Wieder Proteste in Brasilien: Über 100'000 Menschen sind gegen Korruption und soziale Missstände auf die Strassen gegangen. Dabei kam es zu gewaltsamen Auseinandersetzungen mit der Polizei.

Legende: Video Proteste gehen weiter abspielen. Laufzeit 0:28 Minuten.
Aus Tagesschau vom 23.06.2013.

Brasilien kommt nicht zur Ruhe. Am Samstag demonstrierten während Fussballspielen in Belo Horizonte und in Salvador da Bahia Zehntausende.

In beiden Städten versuchten Demonstranten, zu den Stadien vorzudringen. Sie wurden aber von der Polizei daran gehindert.

Mehr als ein Dutzend Verletzte 

In Belo Horizonte bewarfen die Randalierer die Polizisten mit Steinen und legten Brände. Die Polizei reagierte mit Tränengas, Pfefferspray und Gummigeschossen. Das Resultat: 15 Verletzte auf beiden Seiten. Die Mehrheit der Demonstranten protestierte friedlich.

Auch in São Paulo, Santa Maria und in São Luís gingen Menschen auf die Strasse. In allen Städten trugen die Menschen Plakate mit der Aufschrift «Schluss mit Korruption» mit sich.

Frauen gegen Sexismus

Legende: Video Einschätzung von Tjerk Brühwiller, Korrespondent NZZ, São Paulo abspielen. Laufzeit 2:24 Minuten.
Aus Tagesschau vom 23.06.2013.

Viele Demonstranten kritisieren die geplante Änderung eines Gesetzes. Dieses schränkt die Ermittlungsbefugnisse der Staatsanwaltschaft ein und überträgt diese auf die Polizei. Zudem demonstrierten in Brasilia etwa 3000 Frauen gegen Sexismus.

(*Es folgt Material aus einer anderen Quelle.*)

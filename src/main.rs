// Copyright 2025 The mt-eval Authors
// Licensed under the Apache License, Version 2.0 (the "License");
// you may not use this file except in compliance with the License.
// You may obtain a copy of the License at
//     http://www.apache.org/licenses/LICENSE-2.0
// Unless required by applicable law or agreed to in writing, software
// distributed under the License is distributed on an "AS IS" BASIS,
// WITHOUT WARRANTIES OR CONDITIONS OF ANY KIND, either express or implied.
// See the License for the specific language governing permissions and
// limitations under the License.

use anyhow::{bail, Context};
use clap::{Args, Parser, Subcommand};
use mt_eval::datasets::{build_corpus, default_row_source, DatasetKind};
use mt_eval::evaluation::Benchmark;
use mt_eval::metrics::{Bleu, ChrF, Comet, Scorer};
use mt_eval::report::{FileSink, JsonResults};
use mt_eval::translators::build_translator;
use mt_eval::{EvalConfig, Language};
use std::fs;
use std::path::{Path, PathBuf};
use std::process::ExitCode;
use std::sync::Arc;
use tracing::{error, info};
use tracing_appender::non_blocking::WorkerGuard;
use tracing_subscriber::layer::SubscriberExt;
use tracing_subscriber::util::SubscriberInitExt;
use tracing_subscriber::{EnvFilter, Layer};

/// Machine translation benchmark harness
#[derive(Parser, Debug)]
#[command(name = "mt-eval", version, about, long_about = None)]
struct Cli {
    /// Increase verbosity (-v, -vv)
    #[arg(short, long, action = clap::ArgAction::Count, global = true)]
    verbose: u8,

    /// Only report errors
    #[arg(short, long, global = true)]
    quiet: bool,

    #[command(subcommand)]
    command: Command,
}

#[derive(Subcommand, Debug)]
enum Command {
    /// Evaluate the configured models on the configured datasets
    Run(RunArgs),
    /// List the datasets and the languages they provide
    Datasets,
    /// List the supported languages and their codes
    Languages,
    /// Score translations stored in text files, one sentence per line
    Score {
        #[arg(long)]
        hypotheses: PathBuf,
        #[arg(long)]
        references: PathBuf,
        /// Source sentences, required for COMET
        #[arg(long)]
        sources: Option<PathBuf>,
        /// Also compute COMET with `comet-score`
        #[arg(long)]
        comet: bool,
        /// Case-insensitive BLEU
        #[arg(long)]
        lowercase: bool,
    },
}

#[derive(Args, Debug)]
struct RunArgs {
    /// Configuration file (defaults to ./mt-eval.toml when present)
    #[arg(short, long)]
    config: Option<PathBuf>,
    /// Restrict the run to these datasets
    #[arg(short, long = "dataset")]
    datasets: Vec<DatasetKind>,
    /// Restrict the run to these target languages
    #[arg(short, long = "language")]
    languages: Vec<Language>,
    /// Sentences sampled from every dataset
    #[arg(long)]
    sample_size: Option<usize>,
    #[arg(short, long)]
    output_dir: Option<PathBuf>,
    /// Read datasets from a directory of JSON-lines files instead of the Hugging Face Hub
    #[arg(long)]
    offline_data: Option<PathBuf>,
}

impl RunArgs {
    /// Command line options take precedence over the configuration sources.
    fn apply(self, config: &mut EvalConfig) {
        if !self.datasets.is_empty() {
            config.datasets = self.datasets;
        }
        if !self.languages.is_empty() {
            config.languages = self.languages;
        }
        if self.sample_size.is_some() {
            config.sample_size = self.sample_size;
        }
        if let Some(output_dir) = self.output_dir {
            config.output_dir = output_dir;
        }
        if self.offline_data.is_some() {
            config.offline_data = self.offline_data;
        }
    }
}

/// Human-readable logs on stderr, JSON logs in `log_dir` when given.
fn init_tracing(verbose: u8, quiet: bool, log_dir: Option<&Path>) -> Option<WorkerGuard> {
    let filter = match verbose {
        0 if quiet => "error",
        0 => "info",
        1 => "debug",
        _ => "trace",
    };
    let stderr_layer = tracing_subscriber::fmt::layer()
        .with_target(false)
        .with_writer(std::io::stderr)
        .with_filter(EnvFilter::try_from_default_env().unwrap_or_else(|_| EnvFilter::new(filter)));

    let (json_layer, guard) = match log_dir.and_then(|dir| fs::create_dir_all(dir).ok().map(|_| dir)) {
        Some(dir) => {
            let file_appender = tracing_appender::rolling::never(dir, "mt-eval.log");
            let (non_blocking, guard) = tracing_appender::non_blocking(file_appender);
            let layer = tracing_subscriber::fmt::layer()
                .json()
                .with_writer(non_blocking)
                .with_filter(EnvFilter::new("mt_eval=debug,info"));
            (Some(layer), Some(guard))
        }
        None => (None, None),
    };

    tracing_subscriber::registry()
        .with(stderr_layer)
        .with(json_layer)
        .init();
    guard
}

fn read_lines(path: &Path) -> anyhow::Result<Vec<String>> {
    let content =
        fs::read_to_string(path).with_context(|| format!("cannot read {}", path.display()))?;
    Ok(content.lines().map(str::to_string).collect())
}

fn run(args: RunArgs, verbose: u8, quiet: bool) -> anyhow::Result<ExitCode> {
    let mut config = EvalConfig::load(args.config.as_deref())?;
    args.apply(&mut config);
    config.validate()?;

    fs::create_dir_all(&config.output_dir)
        .with_context(|| format!("cannot create {}", config.output_dir.display()))?;
    let _guard = init_tracing(verbose, quiet, Some(&config.log_dir()));

    let mut translators = Vec::with_capacity(config.models.len());
    for spec in &config.models {
        match build_translator(spec, &config.generation) {
            Ok(translator) => translators.push(translator),
            Err(build_error) => error!("Cannot set up {}: {}", spec.name(), build_error),
        }
    }
    if translators.is_empty() {
        bail!("none of the configured models could be set up");
    }

    let dataset_settings = config.dataset_settings();
    let rows = default_row_source(&dataset_settings);
    let corpora = config
        .datasets
        .iter()
        .map(|kind| build_corpus(*kind, &dataset_settings, Arc::clone(&rows)))
        .collect();

    let sink = FileSink::new(&config.output_dir)?;
    let mut benchmark = Benchmark::new(
        config.benchmark_settings(),
        translators,
        corpora,
        config.metrics.scorers(),
        sink,
    );
    let summary = benchmark.run()?;

    if let Some(path) = config.results_json_path() {
        JsonResults::new(&path).append(&summary.json_records())?;
        info!("Results appended to {}", path.display());
    }

    println!("Run {} ({} rows)", summary.run_id, summary.records.len());
    for (rank, (model, bleu)) in summary.leaderboard().iter().enumerate() {
        println!("{:>3}. {:<45} BLEU {:>6.2}", rank + 1, model, bleu);
    }
    for skipped in &summary.skipped {
        println!(
            "Skipped {} ({}): {}",
            skipped.dataset, skipped.language, skipped.reason
        );
    }
    if summary.below_threshold.is_empty() {
        Ok(ExitCode::SUCCESS)
    } else {
        for record in &summary.below_threshold {
            println!(
                "Below threshold: {} on {} ({}): BLEU {}, COMET {}",
                record.model, record.dataset, record.language, record.bleu, record.comet
            );
        }
        Ok(ExitCode::from(2))
    }
}

fn score(
    hypotheses: &Path,
    references: &Path,
    sources: Option<&Path>,
    comet: bool,
    lowercase: bool,
) -> anyhow::Result<()> {
    let hypotheses = read_lines(hypotheses)?;
    let references = read_lines(references)?;
    let sources = match sources {
        Some(path) => read_lines(path)?,
        None if comet => bail!("--sources is required for COMET"),
        None => vec![String::new(); hypotheses.len()],
    };

    println!("{}", Bleu::new(lowercase).corpus_bleu(&hypotheses, &references)?);
    let chrf = ChrF::default();
    println!(
        "chrF2 = {:.2}",
        chrf.corpus_score(&sources, &hypotheses, &references)?
    );
    if comet {
        let comet = Comet::default();
        println!(
            "COMET ({}) = {:.4}",
            comet.model,
            comet.corpus_score(&sources, &hypotheses, &references)?
        );
    }
    Ok(())
}

fn list_datasets() {
    let settings = Default::default();
    let rows = default_row_source(&settings);
    for kind in DatasetKind::ALL {
        let corpus = build_corpus(kind, &settings, Arc::clone(&rows));
        let codes = corpus
            .languages()
            .iter()
            .map(|language| language.code())
            .collect::<Vec<_>>()
            .join(" ");
        println!("{:<18} {:<10} {}", kind.id(), corpus.name(), codes);
    }
}

fn list_languages() {
    println!(
        "{:<6} {:<6} {:<15} {:<10} {}",
        "code", "iso3", "name", "nllb", "wmt24pp"
    );
    for language in Language::ALL {
        println!(
            "{:<6} {:<6} {:<15} {:<10} {}",
            language.code(),
            language.iso_639_3(),
            language.name(),
            language.nllb_code().unwrap_or("-"),
            language.wmt24pp_locale().unwrap_or("-")
        );
    }
}

fn main() -> anyhow::Result<ExitCode> {
    let _ = dotenvy::dotenv();
    let cli = Cli::parse();

    match cli.command {
        Command::Run(args) => run(args, cli.verbose, cli.quiet),
        Command::Datasets => {
            list_datasets();
            Ok(ExitCode::SUCCESS)
        }
        Command::Languages => {
            list_languages();
            Ok(ExitCode::SUCCESS)
        }
        Command::Score {
            hypotheses,
            references,
            sources,
            comet,
            lowercase,
        } => {
            let _guard = init_tracing(cli.verbose, cli.quiet, None);
            score(&hypotheses, &references, sources.as_deref(), comet, lowercase)?;
            Ok(ExitCode::SUCCESS)
        }
    }
}
// Copyright 2025 The mt-eval Authors
// Licensed under the Apache License, Version 2.0 (the "License");
// you may not use this file except in compliance with the License.
// You may obtain a copy of the License at
//     http://www.apache.org/licenses/LICENSE-2.0
// Unless required by applicable law or agreed to in writing, software
// distributed under the License is distributed on an "AS IS" BASIS,
// WITHOUT WARRANTIES OR CONDITIONS OF ANY KIND, either express or implied.
// See the License for the specific language governing permissions and
// limitations under the License.

use crate::common::error::EvalError;
use crate::common::resources::cached_file;
use reqwest::Url;
use serde::Deserialize;
use serde_json::Value;
use std::fs;
use std::io::{BufRead, BufReader};
use std::path::{Path, PathBuf};

/// Maximum number of rows served by a single datasets-server `/rows` request.
pub const PAGE_SIZE: usize = 100;

/// A (configuration, split) pair available for a dataset.
#[derive(Debug, Clone, PartialEq, Eq, Deserialize)]
pub struct SplitInfo {
    pub config: String,
    pub split: String,
}

/// A page of rows, along with the total number of rows of the split.
#[derive(Debug, Clone, PartialEq)]
pub struct RowsPage {
    pub rows: Vec<Value>,
    pub num_rows_total: usize,
}

/// # Paged access to the rows of a Hugging Face dataset
pub trait RowSource {
    /// Lists the configurations and splits of a dataset.
    fn splits(&self, dataset: &str) -> Result<Vec<SplitInfo>, EvalError>;

    /// Returns up to `length` rows starting at `offset`. Rows are the raw JSON objects of the
    /// dataset (e.g. `{"translation": {"en": "...", "fr": "..."}}`).
    fn rows(
        &self,
        dataset: &str,
        config: &str,
        split: &str,
        offset: usize,
        length: usize,
    ) -> Result<RowsPage, EvalError>;
}

/// # Hugging Face datasets-server client
/// Responses are downloaded through the resource cache, so repeated runs do not hit the network.
#[derive(Debug, Clone)]
pub struct DatasetsServer {
    base_url: String,
}

#[derive(Deserialize)]
struct SplitsResponse {
    splits: Vec<SplitInfo>,
}

#[derive(Deserialize)]
struct RowEntry {
    row: Value,
}

#[derive(Deserialize)]
struct RowsResponse {
    rows: Vec<RowEntry>,
    num_rows_total: usize,
}

impl Default for DatasetsServer {
    fn default() -> Self {
        DatasetsServer::new("https://datasets-server.huggingface.co")
    }
}

impl DatasetsServer {
    pub fn new(base_url: &str) -> DatasetsServer {
        DatasetsServer {
            base_url: base_url.trim_end_matches('/').to_string(),
        }
    }

    fn endpoint(&self, path: &str, params: &[(&str, String)]) -> Result<Url, EvalError> {
        Url::parse_with_params(&format!("{}/{}", self.base_url, path), params).map_err(|e| {
            EvalError::InvalidConfigurationError(format!("invalid datasets-server URL: {}", e))
        })
    }

    fn fetch<T: serde::de::DeserializeOwned>(
        &self,
        url: &Url,
        dataset: &str,
    ) -> Result<T, EvalError> {
        let cache_subdir = format!("datasets-server/{}", dataset.replace('/', "--"));
        let path = cached_file(url.as_str(), &cache_subdir)?;
        let content = fs::read_to_string(path)?;
        Ok(serde_json::from_str(&content)?)
    }
}

impl RowSource for DatasetsServer {
    fn splits(&self, dataset: &str) -> Result<Vec<SplitInfo>, EvalError> {
        let url = self.endpoint("splits", &[("dataset", dataset.to_string())])?;
        let response: SplitsResponse = self.fetch(&url, dataset)?;
        Ok(response.splits)
    }

    fn rows(
        &self,
        dataset: &str,
        config: &str,
        split: &str,
        offset: usize,
        length: usize,
    ) -> Result<RowsPage, EvalError> {
        let url = self.endpoint(
            "rows",
            &[
                ("dataset", dataset.to_string()),
                ("config", config.to_string()),
                ("split", split.to_string()),
                ("offset", offset.to_string()),
                ("length", length.min(PAGE_SIZE).to_string()),
            ],
        )?;
        let response: RowsResponse = self.fetch(&url, dataset)?;
        Ok(RowsPage {
            rows: response.rows.into_iter().map(|entry| entry.row).collect(),
            num_rows_total: response.num_rows_total,
        })
    }
}

/// # Local mirror of dataset rows
/// Rows are read from `<root>/<dataset>/<config>/<split>.jsonl`, where `/` in the dataset
/// identifier is replaced by `--` (e.g. `data/Helsinki-NLP--europarl/en-fr/train.jsonl`).
#[derive(Debug, Clone)]
pub struct JsonlRowSource {
    root: PathBuf,
}

impl JsonlRowSource {
    pub fn new(root: impl Into<PathBuf>) -> JsonlRowSource {
        JsonlRowSource { root: root.into() }
    }

    fn dataset_dir(&self, dataset: &str) -> PathBuf {
        self.root.join(dataset.replace('/', "--"))
    }
}

impl RowSource for JsonlRowSource {
    fn splits(&self, dataset: &str) -> Result<Vec<SplitInfo>, EvalError> {
        let dataset_dir = self.dataset_dir(dataset);
        if !dataset_dir.is_dir() {
            return Ok(Vec::new());
        }
        let mut splits = Vec::new();
        for config_entry in fs::read_dir(&dataset_dir)? {
            let config_path = config_entry?.path();
            if !config_path.is_dir() {
                continue;
            }
            let config = file_stem(&config_path);
            for split_entry in fs::read_dir(&config_path)? {
                let split_path = split_entry?.path();
                if split_path.extension().and_then(|ext| ext.to_str()) == Some("jsonl") {
                    splits.push(SplitInfo {
                        config: config.clone(),
                        split: file_stem(&split_path),
                    });
                }
            }
        }
        splits.sort_by(|a, b| (&a.config, &a.split).cmp(&(&b.config, &b.split)));
        Ok(splits)
    }

    fn rows(
        &self,
        dataset: &str,
        config: &str,
        split: &str,
        offset: usize,
        length: usize,
    ) -> Result<RowsPage, EvalError> {
        let path = self
            .dataset_dir(dataset)
            .join(config)
            .join(format!("{}.jsonl", split));
        let rows = read_jsonl(&path)?;
        let num_rows_total = rows.len();
        Ok(RowsPage {
            rows: rows.into_iter().skip(offset).take(length).collect(),
            num_rows_total,
        })
    }
}

fn file_stem(path: &Path) -> String {
    path.file_stem()
        .map(|stem| stem.to_string_lossy().into_owned())
        .unwrap_or_default()
}

/// Reads a JSON-lines file, skipping blank lines.
pub fn read_jsonl(path: &Path) -> Result<Vec<Value>, EvalError> {
    let file = fs::File::open(path).map_err(|e| {
        EvalError::DatasetError(format!("could not open {}: {}", path.display(), e))
    })?;
    let mut rows = Vec::new();
    for (line_number, line) in BufReader::new(file).lines().enumerate() {
        let line = line?;
        if line.trim().is_empty() {
            continue;
        }
        let row = serde_json::from_str(&line).map_err(|e| {
            EvalError::DatasetError(format!(
                "{}:{}: invalid JSON row: {}",
                path.display(),
                line_number + 1,
                e
            ))
        })?;
        rows.push(row);
    }
    Ok(rows)
}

Präsidentin Dilma Rousseff hatte am Freitag in einer TV-Ansprache an die Bevölkerung einen «grossen Pakt» angekündigt. Sie will das öffentliche Nahverkehrssystem verbessern, mehr Geld aus dem Ölgeschäft in die Bildung investieren und mehr Ärzte einstellen.

Umfrage: Mehrheit für Proteste

75 Prozent der Brasilianer unterstützen die Demonstranten. Für 77 Prozent sind die teureren Billette des miserablen öffentlichen Verkehrs das Motiv für ihren Ärger. Das Verhalten der Politiker gaben 47 Prozent als Grund an. 33 Prozent nannten die Korruption. Allerdings stehen 67 Prozent hinter der Ausrichtung Fussball-WM – trotz hoher Ausgaben.